第25篇
\section{A Nice and Tricky Lemma (Lifting the Exponent)}%25
\markboth{Articles}{A Nice and Tricky Lemma (Lifting the Exponent)}
\vspace{4.2cm}
This article presents a powerful lemma which is useful in solving olympiad problems.
{\bf Lemma 1.}
{\it Let $p$ be an odd prime.
For two different integers $a$ (with $p\nmid a$) and $b$ with
$a\equiv b\pmod p$
and a positive integer $n$, the exponent of $p$ in $a^n-b^n$
is equal to the sum of the exponent of $p$ in $a-b$ and the exponent of $p$ in $n$.
}
We write $p^a\|n$ if and only if $p^a\mid n$ and $p^{a+1}\nmid n$,
where $a,p,n\in \mathbb{Z}$.
It allows us to state the lemma as follows.

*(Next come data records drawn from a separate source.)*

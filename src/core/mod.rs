//! Core batch pipeline: segmentation, execution, persistence, and progress.

pub mod executor;
pub mod persist;
pub mod progress;
pub mod segment;

pub use executor::{BatchConfig, BatchExecutor, BatchSummary, Batched, run_batched};
pub use persist::{JsonFileSink, ResultSink};
pub use progress::{BatchProgress, NullProgress, ProgressSink};
pub use segment::{Batches, segment};
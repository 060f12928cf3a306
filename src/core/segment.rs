//! Lazy segmentation of an input sequence into fixed-size batches
//!
//! [`segment`] is the intake side of the pipeline: it pulls items from the
//! source one at a time and yields them in groups of `size`, so unbounded
//! sources work and nothing beyond the current partial group is buffered.

use std::iter::FusedIterator;
use std::num::NonZeroUsize;

/// Group a source into batches of `size` items.
///
/// Every batch has exactly `size` items except possibly the last, which holds
/// the remainder when the source length is not a multiple of `size`. An empty
/// source yields no batches. Items appear in source order, and concatenating
/// the batches reproduces the source exactly.
///
/// # Example
/// ```
/// use std::num::NonZeroUsize;
///
/// let size = NonZeroUsize::new(5).unwrap();
/// let batches: Vec<Vec<u32>> = batchflow::segment(1..=22, size).collect();
/// assert_eq!(batches.len(), 5);
/// assert_eq!(batches[0], vec![1, 2, 3, 4, 5]);
/// assert_eq!(batches[4], vec![21, 22]);
/// ```
pub fn segment<I>(source: I, size: NonZeroUsize) -> Batches<I::IntoIter>
where
    I: IntoIterator,
{
    Batches {
        source: source.into_iter(),
        size: size.get(),
    }
}

/// Iterator of fixed-size batches produced by [`segment`].
#[derive(Debug, Clone)]
pub struct Batches<I> {
    source: I,
    size: usize,
}

impl<I: Iterator> Iterator for Batches<I> {
    type Item = Vec<I::Item>;

    fn next(&mut self) -> Option<Self::Item> {
        let mut batch = Vec::with_capacity(self.size);
        for item in self.source.by_ref() {
            batch.push(item);
            if batch.len() == self.size {
                return Some(batch);
            }
        }
        if batch.is_empty() { None } else { Some(batch) }
    }

    fn size_hint(&self) -> (usize, Option<usize>) {
        let (lower, upper) = self.source.size_hint();
        (
            lower.div_ceil(self.size),
            upper.map(|n| n.div_ceil(self.size)),
        )
    }
}

impl<I: FusedIterator> FusedIterator for Batches<I> {}

#[cfg(test)]
mod tests {
    use super::*;

    fn size(n: usize) -> NonZeroUsize {
        NonZeroUsize::new(n).unwrap()
    }

    #[test]
    fn test_even_split() {
        let batches: Vec<Vec<u32>> = segment(1..=10, size(5)).collect();
        assert_eq!(batches, vec![vec![1, 2, 3, 4, 5], vec![6, 7, 8, 9, 10]]);
    }

    #[test]
    fn test_remainder_in_final_batch() {
        let batches: Vec<Vec<u32>> = segment(1..=22, size(5)).collect();
        assert_eq!(batches.len(), 5);
        for batch in &batches[..4] {
            assert_eq!(batch.len(), 5);
        }
        assert_eq!(batches[4], vec![21, 22]);
    }

    #[test]
    fn test_empty_source_yields_no_batches() {
        let batches: Vec<Vec<u32>> = segment(std::iter::empty(), size(3)).collect();
        assert!(batches.is_empty());
    }

    #[test]
    fn test_batch_size_larger_than_source() {
        let batches: Vec<Vec<u32>> = segment(1..=3, size(10)).collect();
        assert_eq!(batches, vec![vec![1, 2, 3]]);
    }

    #[test]
    fn test_size_one() {
        let batches: Vec<Vec<u32>> = segment(1..=3, size(1)).collect();
        assert_eq!(batches, vec![vec![1], vec![2], vec![3]]);
    }

    #[test]
    fn test_concatenation_reproduces_source() {
        for (len, s) in [(0usize, 1usize), (7, 3), (9, 3), (100, 7), (1, 4)] {
            let source: Vec<usize> = (0..len).collect();
            let rejoined: Vec<usize> = segment(source.clone(), size(s)).flatten().collect();
            assert_eq!(rejoined, source);

            let count = segment(source, size(s)).count();
            assert_eq!(count, len.div_ceil(s));
        }
    }

    #[test]
    fn test_lazy_pull_from_source() {
        // Only enough items for the requested batches are consumed.
        let mut pulled = 0u32;
        let source = (1..).inspect(|_| pulled += 1);
        let mut batches = segment(source, size(4));

        let first = batches.next().unwrap();
        assert_eq!(first, vec![1, 2, 3, 4]);
        drop(batches);
        assert_eq!(pulled, 4);
    }

    #[test]
    fn test_size_hint() {
        let batches = segment(1..=22, size(5));
        assert_eq!(batches.size_hint(), (5, Some(5)));

        let batches = segment(std::iter::empty::<u32>(), size(5));
        assert_eq!(batches.size_hint(), (0, Some(0)));
    }
}
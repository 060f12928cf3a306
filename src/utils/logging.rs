//! Tracing subscriber setup
//!
//! The library itself only emits `tracing` events; binaries and tests that
//! want to see them can call [`init_logging`] once at startup.

use tracing_subscriber::EnvFilter;

/// Initialize the global tracing subscriber.
///
/// `default_filter` is used when `RUST_LOG` is not set, e.g. `"batchflow=info"`.
/// Subsequent calls are no-ops so tests can call this freely.
pub fn init_logging(default_filter: &str) {
    let filter = EnvFilter::try_from_default_env()
        .unwrap_or_else(|_| EnvFilter::new(default_filter));

    let _ = tracing_subscriber::fmt()
        .with_env_filter(filter)
        .with_target(false)
        .with_thread_ids(false)
        .try_init();
}
//! # batchflow
//!
//! Sequential batch execution for lazy input sequences: fixed-size
//! segmentation, a per-batch retry policy with a fixed delay, ordered result
//! accumulation, optional per-batch JSON persistence, and optional progress
//! reporting.
//!
//! ## Features
//!
//! - **Lazy segmentation**: items are pulled one at a time, so unbounded
//!   sources work and memory stays bounded by one batch.
//! - **Fixed-delay retries**: each batch independently gets `max_retries`
//!   extra attempts; a batch that exhausts them is reported and skipped
//!   without aborting the run.
//! - **Incremental persistence**: each successful result is written as a
//!   pretty-printed JSON artifact named by batch index, immediately after
//!   the batch completes.
//! - **Order preserved**: results appear in batch order, with no placeholders
//!   for failed batches.
//!
//! ## Quick start
//!
//! ```
//! use batchflow::{BatchConfig, BatchExecutor};
//! use std::convert::Infallible;
//! use std::time::Duration;
//!
//! #[tokio::main(flavor = "current_thread")]
//! async fn main() -> batchflow::Result<()> {
//!     let config = BatchConfig::new(5)
//!         .with_max_retries(2)
//!         .with_retry_delay(Duration::from_millis(100));
//!
//!     let executor = BatchExecutor::new(config);
//!     let results = executor
//!         .run(1..=22u32, |batch| async move {
//!             Ok::<_, Infallible>(batch.iter().map(|n| n + 1).collect::<Vec<_>>())
//!         })
//!         .await?;
//!
//!     assert_eq!(results.len(), 5);
//!     assert_eq!(results[4], vec![22, 23]);
//!     Ok(())
//! }
//! ```
//!
//! ## Wrapped invocation
//!
//! The same loop is reachable by binding a processing function once and
//! calling it on sequences:
//!
//! ```
//! use batchflow::{BatchConfig, BatchExecutor};
//! use std::convert::Infallible;
//!
//! #[tokio::main(flavor = "current_thread")]
//! async fn main() -> batchflow::Result<()> {
//!     let mut summed = BatchExecutor::new(BatchConfig::new(3))
//!         .bind(|batch: Vec<u32>| async move { Ok::<_, Infallible>(batch.iter().sum::<u32>()) });
//!
//!     let totals = summed.call(1..=9u32).await?;
//!     assert_eq!(totals, vec![6, 15, 24]);
//!     Ok(())
//! }
//! ```

#![warn(clippy::all)]

pub mod core;
pub mod utils;

// Re-export main types
pub use core::executor::{BatchConfig, BatchExecutor, BatchSummary, Batched, run_batched};
pub use core::persist::{JsonFileSink, ResultSink};
pub use core::progress::{BatchProgress, NullProgress, ProgressSink};
pub use core::segment::{Batches, segment};
pub use utils::error::{BatchError, Result};
pub use utils::logging::init_logging;
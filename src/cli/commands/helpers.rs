//! Interactive input helpers for CLI prompts.

use std::io::{self, Write};
use std::path::PathBuf;

use console::style;

use crate::llm::ProviderKind;

/// Prompt for one line of input, returning the default when the answer
/// is empty.
pub fn prompt_line(label: &str, default: Option<&str>) -> io::Result<String> {
    match default {
        Some(d) => print!("{} [{}]: ", label, style(d).dim()),
        None => print!("{}: ", label),
    }
    io::stdout().flush()?;

    let mut input = String::new();
    io::stdin().read_line(&mut input)?;
    let trimmed = input.trim();
    if trimmed.is_empty() {
        Ok(default.unwrap_or_default().to_string())
    } else {
        Ok(trimmed.to_string())
    }
}

/// Prompt until the answer names an existing `.pdf` file.
pub fn prompt_pdf_path() -> io::Result<PathBuf> {
    loop {
        let answer = prompt_line("Path to the PDF file", None)?;
        if answer.is_empty() {
            println!("  {} Please enter a path", style("!").yellow());
            continue;
        }
        let path = PathBuf::from(&answer);
        if !path.exists() {
            println!(
                "  {} File not found: {}",
                style("!").yellow(),
                path.display()
            );
            continue;
        }
        let is_pdf = path
            .extension()
            .is_some_and(|ext| ext.eq_ignore_ascii_case("pdf"));
        if !is_pdf {
            println!(
                "  {} Not a .pdf file: {}",
                style("!").yellow(),
                path.display()
            );
            continue;
        }
        return Ok(path);
    }
}

/// Prompt for a provider tag until it names a known provider.
pub fn prompt_provider() -> io::Result<String> {
    loop {
        let answer = prompt_line("Provider (ollama/openai)", Some("ollama"))?;
        if ProviderKind::from_tag(&answer).is_some() {
            return Ok(answer);
        }
        println!("  {} Unknown provider '{}'", style("!").yellow(), answer);
    }
}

Let $p$ be an odd prime and let $a,b,n\in \mathbb{Z}$ with $p\nmid a$.
Then $p^\alpha \|a-b$, $\alpha \ge 1$ and $p^\beta \|n$ implies
$p^{\beta +\alpha }\|a^n-b^n$.
{\bf Proof.}
Let us prove that if $a\equiv b\pmod p$ and $p^\beta \|n$ then
$p^\beta \|\ds\f{a^n-b^n}{a-b}$.
It is clear that the lifting lemma will follow, because with the condition
$p^\alpha \|a-b$ we have $p^{\alpha +\beta }\|a^n-b^n$.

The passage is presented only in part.